Настроение было сильно приподнято по понятным причинам. Развязка, так долго ожидаемая, могла вот, вот начаться. Дождь, ливший, как из ведра, совершено застилал глаза, а грохотавший над головою гром грозно разносился раскатами по соседним горам. По грязной дороге струился целый ручей, по которому шли почти по щиколотку.

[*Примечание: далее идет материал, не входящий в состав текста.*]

//! Leap-second tables (TAI − UTC).
//!
//! A [`LeapSecondTable`] is an ordered list of `(UTC Julian date, TAI − UTC)`
//! pairs: each offset applies from 00:00:00 UTC of its date until the next
//! entry. Before the first entry the first offset is held.
//!
//! The table is valid up to a **valid-through** date (the expiry announced by
//! IERS). Past that date nothing is known about future leap seconds, so the
//! offset is extrapolated according to an [`ExtrapolationPolicy`] and every
//! result carries an [`ExtrapolatedLeapSecondWarning`].
//!
//! Two text formats are understood:
//!
//! * IERS `Leap_Second.dat`: `MJD day month year offset` rows, plus a
//!   `File expires on 28 June 2026` comment giving the valid-through date;
//! * USNO `leapsec.dat`: `1972 JAN  1 =JD 2441317.5  TAI-UTC=  10.0 ...` rows,
//!   valid through their last entry.

use std::fmt;

use camino::Utf8Path;
use once_cell::sync::Lazy;
use serde::Deserialize;

use crate::{
    constants::{JDTOMJD, SECONDS_PER_DAY},
    orrery_errors::{OrreryError, Result},
};

use super::calendar::julian_day_number;

/// Leap seconds announced by IERS Bulletin C, 1972-2017.
const BUILTIN_ENTRIES: [(f64, f64); 28] = [
    (2_441_317.5, 10.0), // 1972-01-01
    (2_441_499.5, 11.0), // 1972-07-01
    (2_441_683.5, 12.0), // 1973-01-01
    (2_442_048.5, 13.0), // 1974-01-01
    (2_442_413.5, 14.0), // 1975-01-01
    (2_442_778.5, 15.0), // 1976-01-01
    (2_443_144.5, 16.0), // 1977-01-01
    (2_443_509.5, 17.0), // 1978-01-01
    (2_443_874.5, 18.0), // 1979-01-01
    (2_444_239.5, 19.0), // 1980-01-01
    (2_444_786.5, 20.0), // 1981-07-01
    (2_445_151.5, 21.0), // 1982-07-01
    (2_445_516.5, 22.0), // 1983-07-01
    (2_446_247.5, 23.0), // 1985-07-01
    (2_447_161.5, 24.0), // 1988-01-01
    (2_447_892.5, 25.0), // 1990-01-01
    (2_448_257.5, 26.0), // 1991-01-01
    (2_448_804.5, 27.0), // 1992-07-01
    (2_449_169.5, 28.0), // 1993-07-01
    (2_449_534.5, 29.0), // 1994-07-01
    (2_450_083.5, 30.0), // 1996-01-01
    (2_450_630.5, 31.0), // 1997-07-01
    (2_451_179.5, 32.0), // 1999-01-01
    (2_453_736.5, 33.0), // 2006-01-01
    (2_454_832.5, 34.0), // 2009-01-01
    (2_456_109.5, 35.0), // 2012-07-01
    (2_457_204.5, 36.0), // 2015-07-01
    (2_457_754.5, 37.0), // 2017-01-01
];
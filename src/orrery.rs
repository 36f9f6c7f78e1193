//! # Orrery: the query façade
//!
//! [`Orrery`] wires the crate together:
//!
//! 1. **Time scales** ([`TimeScales`]): caller times to TT, then to TDB seconds.
//! 2. **Body graph** ([`BodyGraph`]): chained kernel segments, ICRF vectors.
//! 3. **Frame chain** ([`FrameChain`]): rotation into the requested [`Frame`].
//! 4. **Query cache** ([`QueryCache`]): optional memoization of the answers.
//!
//! ## Typical usage
//!
//! ```rust, no_run
//! use orrery::{bodies::Body, config::OrreryConfig, frames::Frame, orrery::Orrery, time::CalendarTime};
//!
//! let config = OrreryConfig::default().with_kernel("de440s.bsp");
//! let orrery = Orrery::from_config(config).unwrap();
//!
//! let time: CalendarTime = "2024-04-08T18:00:00Z".parse().unwrap();
//! let moon = orrery.astrometric(Body::MOON, Body::EARTH, time, Frame::Icrf).unwrap();
//! let radec = moon.radec();
//! println!("RA {:.4} h, Dec {:.4}°", radec.ra_hours(), radec.dec_degrees());
//! ```
//!
//! ## Queries
//!
//! * [`Orrery::state`]: geometric position and velocity of a target relative
//!   to an observer (a body or a site on the Earth).
//! * [`Orrery::position`] / [`Orrery::velocity`]: one of the two vectors.
//! * [`Orrery::astrometric`]: the target seen where it was when the light
//!   received at the query time left it.
//!
//! Every answer carries the leap-second extrapolation warnings raised by the
//! time conversion; they are also logged with `tracing::warn!`.

use std::sync::Arc;

use itertools::Itertools;
use tracing::{debug, instrument};

use crate::{
    bodies::Body,
    body_graph::{BodyGraph, PosVel},
    cache::{QueryCache, QueryKey, QueryKind},
    config::OrreryConfig,
    constants::{NaifId, TdbSeconds, VLIGHT},
    frames::{Frame, FrameChain},
    kernel::{segment::Segment, Kernel},
    orrery_errors::{OrreryError, Result},
    positions::{FramedVector, Observer, StateVector},
    time::{Instant, TimeInput, TimeScales},
};

/// Number of light-time iterations; the correction converges to far below a
/// microsecond for solar system distances.
const LIGHT_TIME_ITERATIONS: usize = 3;

#[derive(Debug)]
pub struct Orrery {
    scales: Arc<TimeScales>,
    graph: BodyGraph,
    cache: QueryCache,
}

impl Orrery {
    /// Open the kernels and build the converters listed in a configuration.
    ///
    /// Arguments
    /// -----------------
    /// * `config`: Kernel paths, leap-second source, ΔT and cache capacity.
    ///
    /// Return
    /// ----------
    /// * The ready-to-query orrery, or the first error met while reading the
    ///   leap-second file or opening a kernel.
    ///
    /// See also
    /// ------------
    /// * [`OrreryConfig::from_toml_str`] – Configuration from TOML text.
    /// * [`Orrery::new`] – Build from already opened kernels.
    #[instrument(skip_all, fields(kernels = config.kernels.len()))]
    pub fn from_config(config: OrreryConfig) -> Result<Self> {
        let scales = config.time_scales()?;
        let kernels = config
            .kernels
            .iter()
            .map(|path| Kernel::open(path))
            .collect::<Result<Vec<_>>>()?;
        Ok(Self::new(kernels, scales, config.cache_capacity))
    }

    /// Build an orrery over opened kernels, given in load order.
    pub fn new(kernels: Vec<Kernel>, scales: TimeScales, cache_capacity: usize) -> Self {
        let scales = Arc::new(scales);
        let frames = FrameChain::new(Arc::clone(&scales));
        let graph = BodyGraph::new(kernels.into_iter().map(Arc::new).collect(), frames);
        debug!(bodies = graph.bodies().len(), cache_capacity, "orrery ready");
        Orrery {
            scales,
            graph,
            cache: QueryCache::new(cache_capacity),
        }
    }

    pub fn time_scales(&self) -> &TimeScales {
        &self.scales
    }

    pub fn frame_chain(&self) -> &FrameChain {
        self.graph.frames()
    }

    pub fn body_graph(&self) -> &BodyGraph {
        &self.graph
    }

    pub fn cache(&self) -> &QueryCache {
        &self.cache
    }

    /// Bodies reachable through at least one evaluable segment.
    pub fn bodies(&self) -> Vec<Body> {
        self.graph.bodies().into_iter().map(Body::from_id).collect()
    }

    /// Frames every query can be expressed in, besides site horizons.
    pub fn frames(&self) -> Vec<Frame> {
        Frame::INERTIAL_AND_EARTH.to_vec()
    }

    /// Every segment of every kernel with the name of its kernel.
    pub fn segments(&self) -> Vec<(&str, &Segment)> {
        self.graph
            .kernels()
            .iter()
            .flat_map(|kernel| kernel.segments().iter().map(move |s| (kernel.path(), s)))
            .collect()
    }

    /// TDB seconds past J2000 of a caller time.
    pub fn kernel_seconds(&self, time: impl Into<TimeInput>) -> Result<TdbSeconds> {
        let tt = self.scales.to_uniform_scale(time);
        self.scales.to_kernel_scale(&tt).to_kernel_seconds()
    }

    /// Geometric state of `target` relative to `observer`.
    ///
    /// Arguments
    /// -----------------
    /// * `target`: Observed body, as a [`Body`] or a NAIF id.
    /// * `observer`: A body, a NAIF id or a [`Topos`](crate::topos::Topos) on the Earth.
    /// * `time`: A UTC [`CalendarTime`](crate::time::CalendarTime) or an [`Instant`] on any scale.
    /// * `frame`: Frame of the result.
    ///
    /// Return
    /// ----------
    /// * The state in km and km/s, or the first error among
    ///   [`OrreryError::OutOfRange`], [`OrreryError::NoPath`] and
    ///   [`OrreryError::UnsupportedFrame`].
    ///
    /// See also
    /// ------------
    /// * [`Orrery::astrometric`] – Light-time corrected variant.
    pub fn state(
        &self,
        target: impl Into<NaifId>,
        observer: impl Into<Observer>,
        time: impl Into<TimeInput>,
        frame: Frame,
    ) -> Result<StateVector> {
        let tt = self.scales.to_uniform_scale(time);
        self.query(target.into(), observer.into(), tt, frame, QueryKind::Geometric)
    }

    pub fn position(
        &self,
        target: impl Into<NaifId>,
        observer: impl Into<Observer>,
        time: impl Into<TimeInput>,
        frame: Frame,
    ) -> Result<FramedVector> {
        Ok(self.state(target, observer, time, frame)?.position_vector())
    }

    pub fn velocity(
        &self,
        target: impl Into<NaifId>,
        observer: impl Into<Observer>,
        time: impl Into<TimeInput>,
        frame: Frame,
    ) -> Result<FramedVector> {
        Ok(self.state(target, observer, time, frame)?.velocity_vector())
    }

    /// Light-time corrected state of `target` seen from `observer`.
    ///
    /// The target is evaluated at `t − τ`, where `τ` is the one-way light
    /// time, and the observer at `t`. Both are referred to the solar system
    /// barycenter when the loaded kernels reach it, otherwise to the center
    /// body of the observer. Aberration and light deflection are not applied.
    pub fn astrometric(
        &self,
        target: impl Into<NaifId>,
        observer: impl Into<Observer>,
        time: impl Into<TimeInput>,
        frame: Frame,
    ) -> Result<StateVector> {
        let tt = self.scales.to_uniform_scale(time);
        self.query(target.into(), observer.into(), tt, frame, QueryKind::Astrometric)
    }

    #[instrument(level = "debug", skip(self))]
    fn query(
        &self,
        target: NaifId,
        observer: Observer,
        tt: Instant,
        frame: Frame,
        kind: QueryKind,
    ) -> Result<StateVector> {
        let key = QueryKey::new(target, observer, &tt, frame, kind);
        self.cache.get_or_try_insert(key, || {
            let tdb = self.scales.to_kernel_scale(&tt);
            let et = tdb.to_kernel_seconds()?;

            let ((position, velocity), light_time) = match kind {
                QueryKind::Geometric => {
                    (self.relative_state(target, observer, observer.center(), et, &tdb)?, None)
                }
                QueryKind::Astrometric => {
                    let (state, tau) = self.light_time_state(target, observer, et, &tdb)?;
                    (state, Some(tau))
                }
            };

            let (position, velocity) = if frame == Frame::Icrf {
                (position, velocity)
            } else {
                self.frame_chain()
                    .transform_state(&position, &velocity, &Frame::Icrf, &frame, &tdb)?
            };

            Ok::<_, OrreryError>(StateVector {
                target,
                observer,
                position,
                velocity,
                frame,
                instant: tt,
                light_time,
                warnings: tt.warning().into_iter().collect(),
            })
        })
    }

    /// State of the observer relative to `reference`, in the ICRF.
    fn observer_state(
        &self,
        observer: Observer,
        reference: NaifId,
        et: TdbSeconds,
        instant: &Instant,
    ) -> Result<PosVel> {
        match observer {
            Observer::Body(id) => self.graph.position_of(id, reference, et),
            Observer::Topos(site) => {
                let (p, v) = self.graph.position_of(observer.center(), reference, et)?;
                let (sp, sv) = site.geocentric_state(self.frame_chain(), &Frame::Icrf, instant)?;
                Ok((p + sp, v + sv))
            }
        }
    }

    /// Geometric state of `target` minus the observer, both relative to `reference`.
    fn relative_state(
        &self,
        target: NaifId,
        observer: Observer,
        reference: NaifId,
        et: TdbSeconds,
        instant: &Instant,
    ) -> Result<PosVel> {
        let (tp, tv) = self.graph.position_of(target, reference, et)?;
        let (op, ov) = self.observer_state(observer, reference, et, instant)?;
        Ok((tp - op, tv - ov))
    }

    fn light_time_state(
        &self,
        target: NaifId,
        observer: Observer,
        et: TdbSeconds,
        instant: &Instant,
    ) -> Result<(PosVel, f64)> {
        let reference = if self.graph.contains(Body::SSB.id()) {
            Body::SSB.id()
        } else {
            observer.center()
        };
        let (op, ov) = self.observer_state(observer, reference, et, instant)?;

        let mut tau = 0.0;
        let mut state = self.graph.position_of(target, reference, et)?;
        for _ in 0..LIGHT_TIME_ITERATIONS {
            tau = (state.0 - op).norm() / VLIGHT;
            state = self.graph.position_of(target, reference, et - tau)?;
        }
        let (tp, tv) = state;
        Ok(((tp - op, tv - ov), tau))
    }

    /// One line per loaded kernel with its segment count and bodies.
    pub fn describe(&self) -> String {
        self.graph
            .kernels()
            .iter()
            .map(|k| {
                format!(
                    "{}: {} segments, bodies {}",
                    k.path(),
                    k.segments().len(),
                    k.bodies().iter().join(", ")
                )
            })
            .join("\n")
    }
}

#[cfg(test)]
mod test_orrery {
    use super::*;
    use crate::{
        constants::{J2000, SECONDS_PER_DAY},
        kernel::{
            spk_type::SpkDataType,
            writer::{SegmentSpec, SpkWriter},
        },
        time::TimeScale,
        topos::Topos,
    };
    use approx::assert_relative_eq;
    use nalgebra::Vector3;

    const DAY: f64 = SECONDS_PER_DAY;

    /// `target` moves along +y at `speed` km/s from `(x, 0, 0)` at the start.
    fn moving(target: NaifId, center: NaifId, x: f64, speed: f64) -> SegmentSpec {
        let series = (0..20)
            .map(|i| {
                let y_mid = speed * (i as f64 + 0.5) * DAY;
                let y_half = speed * 0.5 * DAY;
                vec![x, 0.0, y_mid, y_half, 0.0, 0.0]
            })
            .collect();
        SegmentSpec::uniform(
            target,
            center,
            -10.0 * DAY,
            DAY,
            series,
            SpkDataType::ChebyshevPositionOnly,
        )
        .unwrap()
    }

    fn orrery(capacity: usize) -> Orrery {
        let bytes = SpkWriter::new("TEST")
            .segment(moving(3, 0, 1.5e8, 30.0))
            .segment(moving(399, 3, -4_700.0, 0.0))
            .segment(moving(301, 3, 380_000.0, 1.0))
            .to_bytes();
        let kernel = Kernel::from_bytes("test.bsp", bytes).unwrap();
        Orrery::new(vec![kernel], TimeScales::default(), capacity)
    }

    #[test]
    fn test_send_sync() {
        fn assert_send_sync<T: Send + Sync>() {}
        assert_send_sync::<Orrery>();
    }

    #[test]
    fn test_geometric_state() {
        let o = orrery(16);
        let t = Instant::from_jd(J2000, TimeScale::Tdb);
        let s = o.state(301, Body::EARTH, t, Frame::Icrf).unwrap();
        assert_relative_eq!(s.position.x, 384_700.0, epsilon = 1e-6);
        assert_relative_eq!(s.velocity.y, 1.0, epsilon = 1e-9);
        assert!(s.light_time.is_none());
        assert_eq!(s.instant.scale(), TimeScale::Tt);

        // Cached the second time.
        let again = o.state(301, Body::EARTH, t, Frame::Icrf).unwrap();
        assert_eq!(again, s);
        assert_eq!(o.cache().len(), 1);
    }

    #[test]
    fn test_astrometric_light_time() {
        let o = orrery(0);
        let t = Instant::from_jd(J2000, TimeScale::Tdb);
        let geometric = o.state(301, 399, t, Frame::Icrf).unwrap();
        let apparent = o.astrometric(301, 399, t, Frame::Icrf).unwrap();

        let tau = apparent.light_time.unwrap();
        assert_relative_eq!(tau, geometric.distance() / VLIGHT, max_relative = 1e-3);
        // The Moon moved by ~1.28 km (1 km/s relative to the Earth) during
        // the light time, but the Earth itself moved 30 km/s around the SSB.
        let shift = geometric.position - apparent.position;
        assert_relative_eq!(shift.y, 31.0 * tau, max_relative = 1e-6);
        assert!(o.cache().is_empty());
    }

    #[test]
    fn test_topocentric_observer() {
        let o = orrery(0);
        let t = Instant::from_jd(J2000, TimeScale::Tt);
        let site = Topos::new(0.0, 0.0, 0.0).unwrap();
        let geo = o.state(301, 399, t, Frame::Icrf).unwrap();
        let topo = o.state(301, site, t, Frame::Icrf).unwrap();
        let offset = geo.position - topo.position;
        assert_relative_eq!(offset.norm(), 6378.137, epsilon = 1e-6);

        let horizon = o.state(301, site, t, Frame::Horizon(site)).unwrap();
        assert_relative_eq!(horizon.distance(), topo.distance(), max_relative = 1e-12);
        assert!(horizon.altaz().is_ok());
    }

    #[test]
    fn test_introspection() {
        let o = orrery(0);
        assert_eq!(
            o.bodies(),
            vec![Body::SSB, Body::EARTH_MOON_BARYCENTER, Body::MOON, Body::EARTH]
        );
        assert_eq!(o.segments().len(), 3);
        assert_eq!(o.frames().len(), 6);
        assert!(o.describe().starts_with("test.bsp: 3 segments"));
    }

    #[test]
    fn test_errors() {
        let o = orrery(4);
        let t = Instant::from_jd(J2000 + 30.0, TimeScale::Tdb);
        assert!(matches!(
            o.state(301, 399, t, Frame::Icrf),
            Err(OrreryError::OutOfRange { .. })
        ));
        assert!(matches!(
            o.position(301, 399, Instant::from_jd(J2000, TimeScale::Tdb), Frame::Naif(31006)),
            Err(OrreryError::UnsupportedFrame { .. })
        ));
        assert!(o.cache().is_empty());
        assert_eq!(
            o.velocity(399, 399, Instant::from_jd(J2000, TimeScale::Tdb), Frame::Icrf)
                .unwrap()
                .vector,
            Vector3::zeros()
        );
    }
}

Вдруг отдаленным отблеском молнии на мгновение осветились верхушка силуэта стога в 5-ти шагах от меня и вслед за ним послышался со стороны саклей лай собаки, сливаясь с которым, оттуда же ясно раздался крик по чеченский:
- Хо милю (кто такой)?
Я мигом оттолкнул № 2 (который, как оказался потом, удрал к коноводам). Ко мне подскочил юнкер Муртазали, люди же столпились за стог. Вдруг заблестела сквозь деревья полоска света из сакли, обрисовав дверь, завешанную паласом. Я бросился вперед на этот свет, но между мно и саклей оказалось бегающая вдоль веревки, растянутой на двух ниже моего роста кольях, и с остервенением лающая ценная собака. Я крикнул на ходу: «окружить саклю!», и в это время из сакли, отодвинув палас, выскочили две фигуры, скрывавшиеся в темноте. Подбадривая людей, я крикнул в их сторону:
- С вами ли бояться мне кого либо! – и бросился к двери, но в этот момент свет в сакле потух. Собака бросилась в сторону, куда один фланг цепи моих стрелков уже подходил, а я, нагнувшись под веревку, приблизился к сакле, но, споткнувшись обо что-то, или меня столкнула собака, хорошо не помню, я упал и, поднимаясь, услышал из другой сакли старческой голос женщины, унимавшей собаку. Повернувшись в ту сторону, я близко от себя заместил в темноте фигуру. Чтобы яснее различить ее, я присел к земле и мне обрисовался силуэт шагах в 6-ти. Боясь, что это старик или старуха, я окликнул по-чеченски:
- Если ты хозяин, то иди ко мне.
На это последовал выстрел и снова щелкнул затвор, а я почувствовал удар в правое плечо чем-то тяжелым и тупым, после чего правая рука будто стала вертеться, произвольно выделывая необъяснимое движения. Падая на спину, я понял, что ранен и передо мною не хозяин. На мгновение я потерял сознание, но, быстро придя в себя и ощущая сильнейшую боль в правом плече и руке, я почувствовал, как что-то горячее течет от плеча по правому боку, спине и руке, которая совершенно онемела.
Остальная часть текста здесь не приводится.